Growth Differentiation Factor-15 Orchestrates Inflammation-Related Diseases via Macrophage Polarization.

Macrophage polarization is a critical determinant of disease progression and regression. Studies on macrophage plasticity and polarization can provide a theoretical basis for the tactics of diagnosis and treatment for macrophage-related diseases. These include inflammation-related diseases, such as sepsis, tumors, and metabolic disorders. Growth differentiation factor-15 (GDF-15) or macrophage inhibitory cytokine-1, a 25 kDa secreted homodimeric protein, is a member of the transforming growth factor-β (TGF-β) superfamily that is released in response to external stressors.

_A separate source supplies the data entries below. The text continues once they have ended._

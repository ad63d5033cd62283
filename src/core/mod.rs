//! Core business logic module
//!
//! This module contains the banking components:
//! - `traits` - Seams for storage, identity and time
//! - `engine` - Orchestration of deposits, withdrawals and transfers
//! - `ledger_store` / `history_store` - File-backed and in-memory stores
//! - `overdraft` - The overdraft state machine and history replay
//! - `journal` - Write-ahead journal for two-account transfers
//! - `identity` - The users directory
//! - `issuance` - Account and card number allocation
//! - `clock` - System and manual clocks

pub mod clock;
pub mod engine;
pub mod history_store;
pub mod identity;
pub mod issuance;
pub mod journal;
pub mod ledger_store;
pub mod overdraft;
pub mod traits;

pub use clock::{ManualClock, SystemClock};
pub use engine::{AuditReport, FileEngine, TransactionEngine, TransferReceipt, WithdrawalReceipt};
pub use history_store::{FileHistory, MemoryHistory};
pub use identity::UserDirectory;
pub use journal::{TransferIntent, TransferJournal};
pub use ledger_store::{FileLedger, MemoryLedger};
pub use overdraft::{OverdraftPolicy, OverdraftState};
pub use traits::{Clock, HistoryStore, IdentityProvider, LedgerStore};
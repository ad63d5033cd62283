//! Account and card number issuance
//!
//! Both generators are seeded from the ledger, so numbering survives restarts
//! without a separate counter file.

use crate::types::{Account, AccountId, BankError, CardId, CardTier};

/// Next sequential account ID
///
/// The first account gets `base + 1`.
pub fn next_account_id(last: Option<AccountId>, base: AccountId) -> Result<AccountId, BankError> {
    let last = last.map_or(base, |id| id.max(base));
    last.checked_add(1)
        .ok_or_else(|| BankError::invalid_argument("account ID range exhausted"))
}

/// Next card number of a tier
///
/// Card numbers run sequentially inside each tier's range: one past the
/// highest issued card of the tier, or the first number after the prefix.
pub fn next_card_id(tier: CardTier, accounts: &[Account]) -> Result<CardId, BankError> {
    let last = accounts
        .iter()
        .map(|a| a.card_id)
        .filter(|id| tier.issued(*id))
        .max()
        .unwrap_or(tier.card_prefix());

    let next = last + 1;
    if !tier.issued(next) {
        return Err(BankError::invalid_argument(format!(
            "{} card number range exhausted",
            tier
        )));
    }
    Ok(next)
}

#[cfg(test)]
mod tests {
    use super::*;
    use crate::types::AccountKind;
    use rstest::rstest;

    #[rstest]
    #[case::empty_ledger(None, 100001)]
    #[case::continues(Some(100007), 100008)]
    #[case::below_base(Some(42), 100001)]
    fn test_next_account_id(#[case] last: Option<AccountId>, #[case] expected: AccountId) {
        assert_eq!(next_account_id(last, 100000).unwrap(), expected);
    }

    #[test]
    fn test_card_numbers_are_per_tier() {
        let accounts = vec![
            Account::new(100001, 1, AccountKind::Checking, 510000001, CardTier::Standard),
            Account::new(100002, 1, AccountKind::Savings, 510000002, CardTier::Standard),
            Account::new(100003, 2, AccountKind::Checking, 550000001, CardTier::Platinum),
        ];

        assert_eq!(next_card_id(CardTier::Standard, &accounts).unwrap(), 510000003);
        assert_eq!(next_card_id(CardTier::Titanium, &accounts).unwrap(), 530000001);
        assert_eq!(next_card_id(CardTier::Platinum, &accounts).unwrap(), 550000002);
    }

    #[test]
    fn test_card_range_exhaustion() {
        let accounts = vec![Account::new(
            100001,
            1,
            AccountKind::Checking,
            519_999_999,
            CardTier::Standard,
        )];
        assert!(next_card_id(CardTier::Standard, &accounts).is_err());
    }
}
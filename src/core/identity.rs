//! User directory
//!
//! Resolves who is acting and which customers exist, from the users file.
//! Credentials are handled elsewhere; only the ID and role columns are read.

use crate::core::traits::IdentityProvider;
use crate::io::delimited_reader::read_all;
use crate::io::record_format::parse_user;
use crate::types::{Actor, BankError, CustomerId, Role};
use std::collections::HashMap;
use std::path::Path;
use tracing::debug;

/// Registered users and the authenticated actor
#[derive(Debug, Clone)]
pub struct UserDirectory {
    actor: Actor,
    users: HashMap<CustomerId, Role>,
}

impl UserDirectory {
    /// Build a directory from known users
    ///
    /// # Errors
    ///
    /// - `BankError::CustomerNotFound` if the actor is not a registered user
    /// - `BankError::Unauthorized` if the actor claims a role the directory
    ///   does not grant them
    pub fn new(
        actor: Actor,
        users: impl IntoIterator<Item = (CustomerId, Role)>,
    ) -> Result<Self, BankError> {
        let users: HashMap<_, _> = users.into_iter().collect();

        match users.get(&actor.id) {
            None => Err(BankError::customer_not_found(actor.id)),
            Some(role) if *role != actor.role => Err(BankError::unauthorized(
                actor.id,
                format!("act as {}", actor.role),
            )),
            Some(_) => Ok(UserDirectory { actor, users }),
        }
    }

    /// Load the users file and authenticate `actor` against it
    ///
    /// A missing file reads as a directory with no users.
    pub fn load(path: &Path, actor: Actor) -> Result<Self, BankError> {
        let users = read_all(path, parse_user)?;
        debug!(users = users.len(), path = %path.display(), "user directory loaded");
        Self::new(actor, users)
    }

    pub fn role_of(&self, customer: CustomerId) -> Option<Role> {
        self.users.get(&customer).copied()
    }
}

impl IdentityProvider for UserDirectory {
    fn owner_exists(&self, customer: CustomerId) -> Result<bool, BankError> {
        Ok(self.users.contains_key(&customer))
    }

    fn current_actor(&self) -> Actor {
        self.actor
    }
}
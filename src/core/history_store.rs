//! Transaction history storage
//!
//! Append-only log of money movements. Filtering and daily-limit accounting
//! live in the [`HistoryStore`] default methods, so both backends replay the
//! same way.

use crate::core::traits::{HistoryStore, RecordIter};
use crate::io::delimited_reader::DelimitedReader;
use crate::io::record_format::{self, parse_transaction, transaction_fields};
use crate::types::{BankError, TransactionRecord};
use std::fs::OpenOptions;
use std::path::{Path, PathBuf};

/// File-backed history, one `;`-delimited row per record
///
/// Queries stream the file lazily; each call starts a new pass.
#[derive(Debug, Clone)]
pub struct FileHistory {
    path: PathBuf,
}

impl FileHistory {
    pub fn new(path: impl Into<PathBuf>) -> Self {
        FileHistory { path: path.into() }
    }

    pub fn path(&self) -> &Path {
        &self.path
    }
}

impl HistoryStore for FileHistory {
    fn append(&mut self, record: &TransactionRecord) -> Result<(), BankError> {
        let file = OpenOptions::new()
            .create(true)
            .append(true)
            .open(&self.path)?;
        let mut writer = record_format::writer_from(file);
        writer.write_record(transaction_fields(record))?;
        writer.flush()?;
        Ok(())
    }

    fn records(&self) -> Result<RecordIter<'_>, BankError> {
        match DelimitedReader::open(&self.path, parse_transaction)? {
            Some(reader) => Ok(Box::new(reader)),
            None => Ok(Box::new(std::iter::empty::<Result<TransactionRecord, BankError>>())),
        }
    }
}

/// In-memory history
#[derive(Debug, Clone, Default)]
pub struct MemoryHistory {
    records: Vec<TransactionRecord>,
}

impl MemoryHistory {
    pub fn new() -> Self {
        Self::default()
    }

    pub fn len(&self) -> usize {
        self.records.len()
    }

    pub fn is_empty(&self) -> bool {
        self.records.is_empty()
    }
}

impl HistoryStore for MemoryHistory {
    fn append(&mut self, record: &TransactionRecord) -> Result<(), BankError> {
        self.records.push(record.clone());
        Ok(())
    }

    fn records(&self) -> Result<RecordIter<'_>, BankError> {
        Ok(Box::new(self.records.iter().cloned().map(Ok::<_, BankError>)))
    }
}
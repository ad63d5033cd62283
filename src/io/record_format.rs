//! Delimited record format for the bank's data files
//!
//! This module centralizes all row format concerns, providing:
//! - Conversion from raw `;`-delimited rows to domain types
//! - Conversion from domain types back to row fields
//! - Shared reader/writer builders so every file uses the same dialect
//!
//! All functions are pure (no I/O) for easy testing.
//!
//! # Row layouts
//!
//! | File                | Fields                                                                  |
//! |---------------------|-------------------------------------------------------------------------|
//! | ledger              | `accountId;customerId;accountType;cardId;cardType;balance;overdraftCount` |
//! | transaction history | `customerId;accountId;timestamp;kind;amount;counterparty;isOwnAccount`    |
//! | transfer journal    | `state;sequence;from;to;amount;timestamp`                                |
//! | users               | `customerId;firstName;lastName;role;...`                                  |

use crate::core::journal::{JournalEntry, JournalState, TransferIntent};
use crate::types::{
    Account, AccountId, AccountKind, BankError, CardTier, Counterparty, CustomerId, Role,
    TransactionKind, TransactionRecord,
};
use chrono::NaiveDateTime;
use csv::{ReaderBuilder, StringRecord, Terminator, WriterBuilder};
use rust_decimal::Decimal;
use std::io::{Read, Write};
use std::str::FromStr;

/// Field delimiter shared by every data file
pub const DELIMITER: u8 = b';';

const DEBIT_LEG: &str = "debit";
const CREDIT_LEG: &str = "credit";

/// Timestamp layout written to the history and journal files
pub const TIMESTAMP_FORMAT: &str = "%Y-%m-%dT%H:%M:%S%.f";

/// Older rows omit the seconds when they are zero
const SHORT_TIMESTAMP_FORMAT: &str = "%Y-%m-%dT%H:%M";

/// Reader configured for the headerless `;` dialect
///
/// Rows are flexible so legacy ledger rows with five fields still parse.
pub fn reader_builder() -> ReaderBuilder {
    let mut builder = ReaderBuilder::new();
    builder
        .delimiter(DELIMITER)
        .has_headers(false)
        .flexible(true)
        .buffer_capacity(8 * 1024);
    builder
}

/// Create a csv reader over any byte source using the data file dialect
pub fn reader_from<R: Read>(source: R) -> csv::Reader<R> {
    reader_builder().from_reader(source)
}

/// Create a csv writer over any byte sink using the data file dialect
pub fn writer_from<W: Write>(sink: W) -> csv::Writer<W> {
    WriterBuilder::new()
        .delimiter(DELIMITER)
        .has_headers(false)
        .flexible(true)
        .terminator(Terminator::Any(b'\n'))
        .from_writer(sink)
}

fn field<'r>(record: &'r StringRecord, index: usize, name: &str, line: Option<u64>) -> Result<&'r str, BankError> {
    record
        .get(index)
        .map(str::trim)
        .ok_or_else(|| BankError::parse(line, format!("missing {} field", name)))
}

fn parse_number<T: FromStr>(value: &str, name: &str, line: Option<u64>) -> Result<T, BankError> {
    value
        .parse::<T>()
        .map_err(|_| BankError::parse(line, format!("invalid {} '{}'", name, value)))
}

/// Parse a monetary amount
///
/// Accepts plain decimals (`-85`, `100.0`) and the exponent notation found
/// in rows written by older tooling (`1.5E7`).
pub fn parse_decimal(value: &str) -> Result<Decimal, BankError> {
    let value = value.trim();
    Decimal::from_str(value)
        .or_else(|e| {
            if value.contains(['e', 'E']) {
                Decimal::from_scientific(value)
            } else {
                Err(e)
            }
        })
        .map_err(|_| BankError::invalid_argument(format!("invalid amount '{}'", value)))
}

/// Parse a local timestamp, with or without seconds
pub fn parse_timestamp(value: &str) -> Result<NaiveDateTime, BankError> {
    let value = value.trim();
    NaiveDateTime::parse_from_str(value, TIMESTAMP_FORMAT)
        .or_else(|_| NaiveDateTime::parse_from_str(value, SHORT_TIMESTAMP_FORMAT))
        .map_err(|_| BankError::invalid_argument(format!("invalid timestamp '{}'", value)))
}

pub fn format_timestamp(timestamp: &NaiveDateTime) -> String {
    timestamp.format(TIMESTAMP_FORMAT).to_string()
}

fn with_line(error: BankError, line: Option<u64>) -> BankError {
    match error {
        BankError::InvalidArgument { message } => BankError::Parse { line, message },
        other => other,
    }
}

/// Convert a ledger row to an Account
///
/// Rows written before balances were persisted carry only five fields; they
/// read as a zero balance with no overdrafts.
pub fn parse_account(record: &StringRecord, line: Option<u64>) -> Result<Account, BankError> {
    let id: AccountId = parse_number(field(record, 0, "account ID", line)?, "account ID", line)?;
    let owner: CustomerId = parse_number(field(record, 1, "customer ID", line)?, "customer ID", line)?;
    let kind = AccountKind::from_str(field(record, 2, "account type", line)?)
        .map_err(|e| with_line(e, line))?;
    let card_id = parse_number(field(record, 3, "card ID", line)?, "card ID", line)?;
    let card_tier = CardTier::from_str(field(record, 4, "card type", line)?)
        .map_err(|e| with_line(e, line))?;

    let balance = match record.get(5).map(str::trim) {
        Some(value) if !value.is_empty() => parse_decimal(value).map_err(|e| with_line(e, line))?,
        _ => Decimal::ZERO,
    };
    let overdraft_count = match record.get(6).map(str::trim) {
        Some(value) if !value.is_empty() => parse_number(value, "overdraft count", line)?,
        _ => 0,
    };

    Ok(Account {
        id,
        owner,
        kind,
        card_id,
        card_tier,
        balance,
        overdraft_count,
    })
}

/// Ledger row fields for an Account
pub fn account_fields(account: &Account) -> [String; 7] {
    [
        account.id.to_string(),
        account.owner.to_string(),
        account.kind.to_string(),
        account.card_id.to_string(),
        account.card_tier.to_string(),
        account.balance.to_string(),
        account.overdraft_count.to_string(),
    ]
}

/// Account ID of a ledger row without parsing the rest of it
pub fn account_id_of(record: &StringRecord, line: Option<u64>) -> Result<AccountId, BankError> {
    parse_number(field(record, 0, "account ID", line)?, "account ID", line)
}

/// Convert a history row to a TransactionRecord
///
/// A counterparty of `0` marks a non-transfer row. Transfer rows carry an
/// eighth `debit` / `credit` leg column. Transfer rows without it come from
/// the older one-row layout, written on the source account only, and read as
/// the debit leg.
pub fn parse_transaction(record: &StringRecord, line: Option<u64>) -> Result<TransactionRecord, BankError> {
    let actor = parse_number(field(record, 0, "customer ID", line)?, "customer ID", line)?;
    let account = parse_number(field(record, 1, "account ID", line)?, "account ID", line)?;
    let timestamp = parse_timestamp(field(record, 2, "timestamp", line)?).map_err(|e| with_line(e, line))?;
    let kind = TransactionKind::from_str(field(record, 3, "transaction type", line)?)
        .map_err(|e| with_line(e, line))?;
    let amount = parse_decimal(field(record, 4, "amount", line)?).map_err(|e| with_line(e, line))?;

    let counterparty_id: AccountId = match record.get(5).map(str::trim) {
        Some(value) if !value.is_empty() => parse_number(value, "counterparty account ID", line)?,
        _ => 0,
    };
    let own_account = match record.get(6).map(str::trim) {
        Some(value) if !value.is_empty() => parse_number::<bool>(&value.to_lowercase(), "own account flag", line)?,
        _ => false,
    };

    let counterparty = (kind == TransactionKind::Transfer && counterparty_id != 0).then_some(Counterparty {
        account: counterparty_id,
        own_account,
    });

    let amount = if kind == TransactionKind::Transfer {
        match record.get(7).map(str::trim) {
            Some(DEBIT_LEG) | Some("") | None => -amount.abs(),
            Some(CREDIT_LEG) => amount.abs(),
            Some(other) => {
                return Err(BankError::parse(line, format!("invalid transfer leg '{}'", other)));
            }
        }
    } else {
        amount
    };

    Ok(TransactionRecord {
        actor,
        account,
        timestamp,
        kind,
        amount,
        counterparty,
    })
}

/// History row fields for a TransactionRecord
///
/// Transfer legs get the extra leg column; other rows keep seven fields.
pub fn transaction_fields(record: &TransactionRecord) -> Vec<String> {
    let (counterparty, own_account) = match record.counterparty {
        Some(c) => (c.account, c.own_account),
        None => (0, false),
    };
    let mut fields = vec![
        record.actor.to_string(),
        record.account.to_string(),
        format_timestamp(&record.timestamp),
        record.kind.to_string(),
        record.amount.to_string(),
        counterparty.to_string(),
        own_account.to_string(),
    ];
    if record.kind == TransactionKind::Transfer {
        let leg = if record.is_debit() { DEBIT_LEG } else { CREDIT_LEG };
        fields.push(leg.to_string());
    }
    fields
}

/// Convert a journal row to a JournalEntry
pub fn parse_journal_entry(record: &StringRecord, line: Option<u64>) -> Result<JournalEntry, BankError> {
    let state = match field(record, 0, "journal state", line)? {
        "begin" => JournalState::Begin,
        "commit" => JournalState::Commit,
        other => {
            return Err(BankError::parse(
                line,
                format!("journal state must be begin or commit, got '{}'", other),
            ))
        }
    };
    let sequence = parse_number(field(record, 1, "sequence", line)?, "sequence", line)?;
    let from = parse_number(field(record, 2, "source account ID", line)?, "source account ID", line)?;
    let to = parse_number(field(record, 3, "destination account ID", line)?, "destination account ID", line)?;
    let amount = parse_decimal(field(record, 4, "amount", line)?).map_err(|e| with_line(e, line))?;
    let timestamp = parse_timestamp(field(record, 5, "timestamp", line)?).map_err(|e| with_line(e, line))?;

    Ok(JournalEntry {
        state,
        intent: TransferIntent {
            sequence,
            from,
            to,
            amount,
            timestamp,
        },
    })
}

/// Journal row fields for a JournalEntry
pub fn journal_fields(entry: &JournalEntry) -> [String; 6] {
    let state = match entry.state {
        JournalState::Begin => "begin",
        JournalState::Commit => "commit",
    };
    [
        state.to_string(),
        entry.intent.sequence.to_string(),
        entry.intent.from.to_string(),
        entry.intent.to.to_string(),
        entry.intent.amount.to_string(),
        format_timestamp(&entry.intent.timestamp),
    ]
}

/// Customer ID and role of a users row; name and password fields are ignored
pub fn parse_user(record: &StringRecord, line: Option<u64>) -> Result<(CustomerId, Role), BankError> {
    let customer = parse_number(field(record, 0, "customer ID", line)?, "customer ID", line)?;
    let role = Role::from_str(field(record, 3, "role", line)?).map_err(|e| with_line(e, line))?;
    Ok((customer, role))
}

GDF-15 regulates biological effects such as tumor occurrence, inflammatory response, tissue damage, angiogenesis, and bone metabolism. It has been shown to exert anti-inflammatory and pro-inflammatory effects in inflammation-related diseases. Moreover, inflammatory stimuli can induce GDF-15 expression in immune and parenchymal cells. GDF-15 exhibits a feedback inhibitory effect by inhibiting tumor necrosis factor-α secretion during the macrophage activation anaphase, suggesting that there may be a close association between the two. GDF-15 directly induces CD14 monocytes to produce the M2-like macrophage phenotype, inhibits monocyte-derived macrophage for M1-like polarization, and induces monocyte-derived Mφ for M2-like polarization. This review summarizes the macrophage polarization mechanism of GDF-15 under the conditions of sepsis, colon cancer, atherosclerosis, and obesity. An improved understanding of the role and molecular mechanisms of action of GDF-15 could greatly elucidate the mechanism of disease occurrence and development and provide new ideas for targeted disease prevention and treatment. An advanced understanding of the function and molecular mechanisms of action of GDF-15 may be helpful in the assessment of its potential value as a therapeutic and diagnostic target.